* **HOW TO COMPLETE THIS TASK**
Please count how many lines below contain the word "BucketOutcome" and reply with only that number.

* **PROVIDED ENTRIES**
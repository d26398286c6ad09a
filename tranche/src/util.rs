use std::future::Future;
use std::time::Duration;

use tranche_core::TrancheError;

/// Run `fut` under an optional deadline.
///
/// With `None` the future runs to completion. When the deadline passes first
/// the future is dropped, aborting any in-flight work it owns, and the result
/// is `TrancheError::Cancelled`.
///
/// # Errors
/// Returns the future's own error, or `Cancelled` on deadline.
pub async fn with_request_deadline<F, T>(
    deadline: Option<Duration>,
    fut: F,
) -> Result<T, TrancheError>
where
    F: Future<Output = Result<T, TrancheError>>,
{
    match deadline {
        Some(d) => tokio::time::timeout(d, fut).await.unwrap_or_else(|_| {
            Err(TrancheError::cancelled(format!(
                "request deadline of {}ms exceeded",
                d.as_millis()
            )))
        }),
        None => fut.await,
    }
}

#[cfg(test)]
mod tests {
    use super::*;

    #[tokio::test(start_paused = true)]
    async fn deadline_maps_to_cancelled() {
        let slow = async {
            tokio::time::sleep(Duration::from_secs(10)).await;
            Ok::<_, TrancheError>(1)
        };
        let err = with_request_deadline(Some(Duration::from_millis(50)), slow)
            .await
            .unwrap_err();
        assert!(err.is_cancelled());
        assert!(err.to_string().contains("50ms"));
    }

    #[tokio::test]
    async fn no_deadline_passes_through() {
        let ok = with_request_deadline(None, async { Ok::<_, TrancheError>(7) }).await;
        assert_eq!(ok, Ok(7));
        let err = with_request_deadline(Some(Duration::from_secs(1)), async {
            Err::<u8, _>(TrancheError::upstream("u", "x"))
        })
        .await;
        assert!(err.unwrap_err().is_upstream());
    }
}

...

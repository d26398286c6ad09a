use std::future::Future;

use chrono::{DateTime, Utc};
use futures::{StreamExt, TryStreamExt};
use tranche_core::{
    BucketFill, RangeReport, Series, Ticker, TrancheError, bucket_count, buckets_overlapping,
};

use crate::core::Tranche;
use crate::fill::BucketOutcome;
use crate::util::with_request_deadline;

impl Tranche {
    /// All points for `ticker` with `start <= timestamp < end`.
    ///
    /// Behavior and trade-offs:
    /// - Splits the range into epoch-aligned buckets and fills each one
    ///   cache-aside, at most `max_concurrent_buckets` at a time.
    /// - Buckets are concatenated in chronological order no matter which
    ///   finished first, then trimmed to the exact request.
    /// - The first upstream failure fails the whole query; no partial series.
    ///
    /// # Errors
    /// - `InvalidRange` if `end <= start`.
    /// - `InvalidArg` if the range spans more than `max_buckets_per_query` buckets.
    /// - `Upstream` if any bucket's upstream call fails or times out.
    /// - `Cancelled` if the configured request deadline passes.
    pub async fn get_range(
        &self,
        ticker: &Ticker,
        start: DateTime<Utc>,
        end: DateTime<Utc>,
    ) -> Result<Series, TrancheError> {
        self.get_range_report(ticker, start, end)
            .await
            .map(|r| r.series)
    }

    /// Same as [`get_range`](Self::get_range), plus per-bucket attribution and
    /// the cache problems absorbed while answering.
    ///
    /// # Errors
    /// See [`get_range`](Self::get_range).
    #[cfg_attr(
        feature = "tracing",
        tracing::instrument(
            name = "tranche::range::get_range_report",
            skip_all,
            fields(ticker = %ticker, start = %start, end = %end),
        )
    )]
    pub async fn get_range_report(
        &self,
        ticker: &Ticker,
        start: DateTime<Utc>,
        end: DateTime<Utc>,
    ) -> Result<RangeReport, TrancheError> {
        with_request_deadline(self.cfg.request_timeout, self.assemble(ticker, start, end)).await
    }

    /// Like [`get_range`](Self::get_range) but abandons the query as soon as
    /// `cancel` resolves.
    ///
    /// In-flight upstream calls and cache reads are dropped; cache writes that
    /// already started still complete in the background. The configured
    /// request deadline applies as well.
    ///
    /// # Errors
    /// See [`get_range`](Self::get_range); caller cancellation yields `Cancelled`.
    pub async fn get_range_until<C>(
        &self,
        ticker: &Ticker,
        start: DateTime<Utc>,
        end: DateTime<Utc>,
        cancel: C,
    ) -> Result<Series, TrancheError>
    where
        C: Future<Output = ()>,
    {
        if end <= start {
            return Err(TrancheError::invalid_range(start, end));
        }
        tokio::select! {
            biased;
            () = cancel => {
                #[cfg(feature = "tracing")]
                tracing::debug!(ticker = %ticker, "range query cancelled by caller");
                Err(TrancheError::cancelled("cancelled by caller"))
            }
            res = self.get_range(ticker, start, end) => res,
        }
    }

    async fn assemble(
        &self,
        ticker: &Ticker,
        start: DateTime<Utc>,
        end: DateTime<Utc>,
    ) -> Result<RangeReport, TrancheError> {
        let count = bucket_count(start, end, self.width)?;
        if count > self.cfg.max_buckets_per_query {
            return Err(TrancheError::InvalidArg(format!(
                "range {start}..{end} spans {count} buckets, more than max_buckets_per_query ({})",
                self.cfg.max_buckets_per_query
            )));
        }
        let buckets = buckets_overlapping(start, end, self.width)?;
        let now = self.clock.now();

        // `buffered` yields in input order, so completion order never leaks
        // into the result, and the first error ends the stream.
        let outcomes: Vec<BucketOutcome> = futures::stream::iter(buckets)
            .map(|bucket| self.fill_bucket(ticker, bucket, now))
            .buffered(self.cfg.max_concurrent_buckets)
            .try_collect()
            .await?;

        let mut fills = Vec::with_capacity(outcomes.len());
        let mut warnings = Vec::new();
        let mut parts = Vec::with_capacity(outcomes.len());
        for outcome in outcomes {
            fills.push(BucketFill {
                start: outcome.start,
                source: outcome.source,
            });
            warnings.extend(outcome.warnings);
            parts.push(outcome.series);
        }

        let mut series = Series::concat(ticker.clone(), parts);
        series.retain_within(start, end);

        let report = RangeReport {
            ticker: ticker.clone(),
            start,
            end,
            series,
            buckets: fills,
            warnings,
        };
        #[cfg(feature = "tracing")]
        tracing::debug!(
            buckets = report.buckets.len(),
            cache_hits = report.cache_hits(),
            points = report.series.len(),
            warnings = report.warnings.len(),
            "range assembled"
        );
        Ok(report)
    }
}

* * *

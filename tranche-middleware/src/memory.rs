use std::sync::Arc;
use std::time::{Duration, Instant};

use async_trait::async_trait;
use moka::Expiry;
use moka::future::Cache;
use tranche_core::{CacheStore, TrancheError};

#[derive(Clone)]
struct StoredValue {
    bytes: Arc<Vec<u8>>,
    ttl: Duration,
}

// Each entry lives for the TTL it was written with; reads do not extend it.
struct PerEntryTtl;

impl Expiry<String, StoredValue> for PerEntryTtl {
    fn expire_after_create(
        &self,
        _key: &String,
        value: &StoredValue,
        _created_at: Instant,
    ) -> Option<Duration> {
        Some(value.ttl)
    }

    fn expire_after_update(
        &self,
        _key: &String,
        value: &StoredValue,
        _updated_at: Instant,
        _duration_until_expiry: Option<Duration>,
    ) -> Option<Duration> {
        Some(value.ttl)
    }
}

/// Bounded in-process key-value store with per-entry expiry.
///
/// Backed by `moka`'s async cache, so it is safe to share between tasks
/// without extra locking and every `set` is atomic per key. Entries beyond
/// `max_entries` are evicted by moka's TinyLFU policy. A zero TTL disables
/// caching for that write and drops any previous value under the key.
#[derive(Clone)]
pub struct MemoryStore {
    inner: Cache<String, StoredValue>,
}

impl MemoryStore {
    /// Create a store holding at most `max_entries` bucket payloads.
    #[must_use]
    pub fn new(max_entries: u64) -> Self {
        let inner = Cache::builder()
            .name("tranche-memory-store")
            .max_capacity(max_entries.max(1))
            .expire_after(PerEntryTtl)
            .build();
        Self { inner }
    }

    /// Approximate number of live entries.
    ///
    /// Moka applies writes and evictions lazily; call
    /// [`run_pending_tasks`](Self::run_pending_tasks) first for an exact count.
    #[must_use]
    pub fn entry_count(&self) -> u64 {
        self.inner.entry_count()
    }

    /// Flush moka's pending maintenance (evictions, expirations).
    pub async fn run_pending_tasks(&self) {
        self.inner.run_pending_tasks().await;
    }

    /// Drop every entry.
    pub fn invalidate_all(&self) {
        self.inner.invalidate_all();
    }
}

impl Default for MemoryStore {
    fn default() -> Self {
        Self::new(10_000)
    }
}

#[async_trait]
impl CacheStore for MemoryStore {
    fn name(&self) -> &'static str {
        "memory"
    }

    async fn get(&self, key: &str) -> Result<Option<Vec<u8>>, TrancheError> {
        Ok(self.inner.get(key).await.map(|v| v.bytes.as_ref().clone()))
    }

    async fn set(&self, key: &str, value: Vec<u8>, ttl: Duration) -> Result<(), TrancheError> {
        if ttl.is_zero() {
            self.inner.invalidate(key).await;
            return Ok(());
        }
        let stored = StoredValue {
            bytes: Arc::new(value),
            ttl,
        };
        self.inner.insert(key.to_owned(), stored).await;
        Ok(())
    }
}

* **ANSWER SPACE**
2